Problem statement -> For the entries below, say how many lines include the word "domain" and add nothing else.

BEGIN Supplied data

use axum::Json;
use axum::extract::{Path, State};
use axum::http::StatusCode;
use axum::response::{IntoResponse, Response};
use serde::Deserialize;
use uuid::Uuid;

use crate::application::ports::{FileLoader, LlmClient};
use crate::domain::SessionId;
use crate::infrastructure::observability::sanitize_prompt;
use crate::presentation::state::AppState;

use super::responses::{ConversationResponse, chat_error_response};

#[derive(Deserialize)]
pub struct MessageRequest {
    pub content: String,
}

#[tracing::instrument(skip(state, request))]
pub async fn post_message_handler<F, L>(
    State(state): State<AppState<F, L>>,
    Path(session_id): Path<Uuid>,
    Json(request): Json<MessageRequest>,
) -> Response
where
    F: FileLoader + ?Sized + 'static,
    L: LlmClient + ?Sized + 'static,
{
    let session_id = SessionId::from_uuid(session_id);
    tracing::debug!(content = %sanitize_prompt(&request.content), "Handling user message");

    match state
        .chat_service
        .handle_message(session_id, &request.content)
        .await
    {
        Ok(messages) => (
            StatusCode::OK,
            Json(ConversationResponse::new(session_id, messages)),
        )
            .into_response(),
        Err(e) => chat_error_response(e),
    }
}
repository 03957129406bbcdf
use crate::presentation::config::{Environment, LoggingSettings};

const DEFAULT_LEVEL: &str = "info";

/// Options handed to [`init_tracing`](super::init_tracing).
pub struct TracingConfig {
    pub environment: String,
    pub level: String,
    pub json_format: bool,
}

impl TracingConfig {
    /// `LOG_FORMAT=json` forces JSON output even when the settings disable it.
    pub fn from_settings(settings: &LoggingSettings, environment: Environment) -> Self {
        Self {
            environment: environment.to_string(),
            level: settings.level.clone(),
            json_format: settings.enable_json || json_requested_by_env(),
        }
    }

    /// Filter used when `RUST_LOG` is unset.
    pub fn default_directives(&self) -> String {
        format!("{},lectern=debug,tower_http=debug", self.level)
    }
}

impl Default for TracingConfig {
    fn default() -> Self {
        Self {
            environment: std::env::var("APP_ENVIRONMENT").unwrap_or_else(|_| "local".to_string()),
            level: DEFAULT_LEVEL.to_string(),
            json_format: json_requested_by_env(),
        }
    }
}

fn json_requested_by_env() -> bool {
    std::env::var("LOG_FORMAT")
        .map(|v| v.eq_ignore_ascii_case("json"))
        .unwrap_or(false)
}
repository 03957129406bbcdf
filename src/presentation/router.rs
use axum::Router;
use axum::extract::DefaultBodyLimit;
use axum::middleware;
use axum::routing::{delete, get, post};
use tower_http::cors::{Any, CorsLayer};
use tower_http::trace::{DefaultMakeSpan, DefaultOnResponse, TraceLayer};
use tracing::Level;

use crate::application::ports::{FileLoader, LlmClient};
use crate::infrastructure::observability::request_id_middleware;
use crate::presentation::handlers::{
    create_session_handler, delete_session_handler, health_handler, list_actions_handler,
    post_message_handler, upload_document_handler,
};
use crate::presentation::state::AppState;

pub fn create_router<F, L>(state: AppState<F, L>) -> Router
where
    F: FileLoader + ?Sized + 'static,
    L: LlmClient + ?Sized + 'static,
{
    let cors = CorsLayer::new()
        .allow_origin(Any)
        .allow_methods(Any)
        .allow_headers(Any);

    let trace_layer = TraceLayer::new_for_http()
        .make_span_with(DefaultMakeSpan::new().level(Level::INFO))
        .on_response(DefaultOnResponse::new().level(Level::INFO));

    let body_limit = DefaultBodyLimit::max(state.settings.upload.max_body_bytes());

    Router::new()
        .route("/health", get(health_handler))
        .route("/api/v1/actions", get(list_actions_handler))
        .route("/api/v1/sessions", post(create_session_handler::<F, L>))
        .route(
            "/api/v1/sessions/{session_id}",
            delete(delete_session_handler::<F, L>),
        )
        .route(
            "/api/v1/sessions/{session_id}/documents",
            post(upload_document_handler::<F, L>),
        )
        .route(
            "/api/v1/sessions/{session_id}/messages",
            post(post_message_handler::<F, L>),
        )
        .layer(body_limit)
        .layer(middleware::from_fn(request_id_middleware))
        .layer(trace_layer)
        .layer(cors)
        .with_state(state)
}
mod file_loader;
mod llm_client;
mod session_repository;

pub use file_loader::{FileLoader, FileLoaderError};
pub use llm_client::{LlmClient, LlmClientError};
pub use session_repository::{SessionRepository, SessionRepositoryError};
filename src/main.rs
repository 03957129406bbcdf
use std::net::SocketAddr;
use std::sync::Arc;

use anyhow::Context;
use tokio::net::TcpListener;

use lectern::application::ports::SessionRepository;
use lectern::application::services::{AnalysisOptions, AnalysisService, ChatService, DocumentService};
use lectern::infrastructure::llm::OpenAiClient;
use lectern::infrastructure::observability::{TracingConfig, init_tracing};
use lectern::infrastructure::persistence::InMemorySessionRepository;
use lectern::infrastructure::text_processing::CompositeFileLoader;
use lectern::presentation::{AppState, Environment, Settings, create_router};

#[tokio::main]
async fn main() -> anyhow::Result<()> {
    dotenvy::dotenv().ok();

    let environment: Environment = std::env::var("APP_ENVIRONMENT")
        .unwrap_or_else(|_| "local".into())
        .try_into()
        .map_err(anyhow::Error::msg)?;

    let settings = Settings::load(environment).context("failed to load settings")?;
    let port = settings.server.port;

    init_tracing(TracingConfig::from_settings(&settings.logging, environment), port);

    if settings.llm.api_key.is_empty() {
        tracing::warn!(
            provider = %settings.llm.provider,
            "No LLM API key configured; requests will be sent unauthenticated"
        );
    }

    let file_loader = Arc::new(CompositeFileLoader::with_default_adapters());
    let llm_client =
        Arc::new(OpenAiClient::from_settings(&settings.llm).context("failed to build LLM client")?);
    let session_repository: Arc<dyn SessionRepository> = Arc::new(InMemorySessionRepository::new());

    let analysis_options = AnalysisOptions::from(&settings.analysis);
    tracing::info!(
        base_url = %llm_client.base_url(),
        model = %settings.llm.chat_model,
        bounding = ?analysis_options.bounding,
        failure_policy = ?analysis_options.failure_policy,
        "Analysis pipeline configured"
    );

    let document_service = Arc::new(DocumentService::new(file_loader));
    let analysis_service = Arc::new(AnalysisService::new(llm_client, analysis_options));
    let chat_service = Arc::new(ChatService::new(
        document_service,
        analysis_service,
        session_repository,
    ));

    let host: std::net::IpAddr = settings
        .server
        .host
        .parse()
        .with_context(|| format!("invalid server host: {}", settings.server.host))?;
    let addr = SocketAddr::new(host, port);

    let state = AppState {
        chat_service,
        settings,
    };
    let router = create_router(state);

    tracing::info!("Listening on {}", addr);

    let listener = TcpListener::bind(addr).await?;
    axum::serve(listener, router)
        .with_graceful_shutdown(shutdown_signal())
        .await?;

    Ok(())
}

async fn shutdown_signal() {
    if let Err(e) = tokio::signal::ctrl_c().await {
        tracing::error!(error = %e, "Failed to listen for shutdown signal");
    }
    tracing::info!("Shutdown signal received");
}
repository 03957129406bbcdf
mod init_tracing;
mod prompt_sanitizer;
mod request_id;
mod tracing_config;

pub use init_tracing::init_tracing;
pub use prompt_sanitizer::sanitize_prompt;
pub use request_id::{REQUEST_ID_HEADER, RequestId, request_id_middleware};
pub use tracing_config::TracingConfig;
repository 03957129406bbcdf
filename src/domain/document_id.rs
use uuid::Uuid;

#[derive(Debug, Clone, Copy, PartialEq, Eq, Hash)]
pub struct DocumentId(Uuid);

impl DocumentId {
    pub fn new() -> Self {
        Self(Uuid::new_v4())
    }

    pub fn from_uuid(uuid: Uuid) -> Self {
        Self(uuid)
    }

    pub fn as_uuid(&self) -> Uuid {
        self.0
    }
}

impl Default for DocumentId {
    fn default() -> Self {
        Self::new()
    }
}
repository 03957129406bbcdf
mod actions;
mod documents;
mod health;
mod messages;
mod responses;
mod sessions;

pub use actions::{ActionSummary, ActionsResponse, list_actions_handler};
pub use documents::upload_document_handler;
pub use health::health_handler;
pub use messages::{MessageRequest, post_message_handler};
pub use responses::{ConversationResponse, ErrorResponse, MessageBody};
pub use sessions::{create_session_handler, delete_session_handler};
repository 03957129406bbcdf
use std::sync::LazyLock;

use tiktoken_rs::CoreBPE;

const CHARS_PER_TOKEN: usize = 4;

static TOKENIZER: LazyLock<Option<CoreBPE>> = LazyLock::new(|| match tiktoken_rs::cl100k_base() {
    Ok(bpe) => Some(bpe),
    Err(e) => {
        tracing::warn!(error = %e, "cl100k_base unavailable, estimating tokens from length");
        None
    }
});

/// Prompt size in cl100k tokens, or a length-based estimate when the
/// tokenizer cannot be built.
pub fn count_tokens(text: &str) -> usize {
    match TOKENIZER.as_ref() {
        Some(bpe) => bpe.encode_with_special_tokens(text).len(),
        None => text.chars().count().div_ceil(CHARS_PER_TOKEN),
    }
}
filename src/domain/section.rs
#[derive(Debug, Clone, PartialEq, Eq)]
pub struct Section {
    pub title: String,
    pub body: String,
}

/// Ordered title -> body mapping. Inserting an existing title replaces its body
/// and keeps the position of the first occurrence.
#[derive(Debug, Clone, Default, PartialEq, Eq)]
pub struct Sections(Vec<Section>);

impl Sections {
    pub fn new() -> Self {
        Self::default()
    }

    pub fn insert(&mut self, title: String, body: String) {
        match self.0.iter_mut().find(|s| s.title == title) {
            Some(existing) => existing.body = body,
            None => self.0.push(Section { title, body }),
        }
    }

    pub fn get(&self, title: &str) -> Option<&str> {
        self.0
            .iter()
            .find(|s| s.title == title)
            .map(|s| s.body.as_str())
    }

    pub fn titles(&self) -> impl Iterator<Item = &str> {
        self.0.iter().map(|s| s.title.as_str())
    }

    pub fn iter(&self) -> std::slice::Iter<'_, Section> {
        self.0.iter()
    }

    pub fn len(&self) -> usize {
        self.0.len()
    }

    pub fn is_empty(&self) -> bool {
        self.0.is_empty()
    }
}

impl<'a> IntoIterator for &'a Sections {
    type Item = &'a Section;
    type IntoIter = std::slice::Iter<'a, Section>;

    fn into_iter(self) -> Self::IntoIter {
        self.0.iter()
    }
}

END Supplied data

Answer for the task -> 3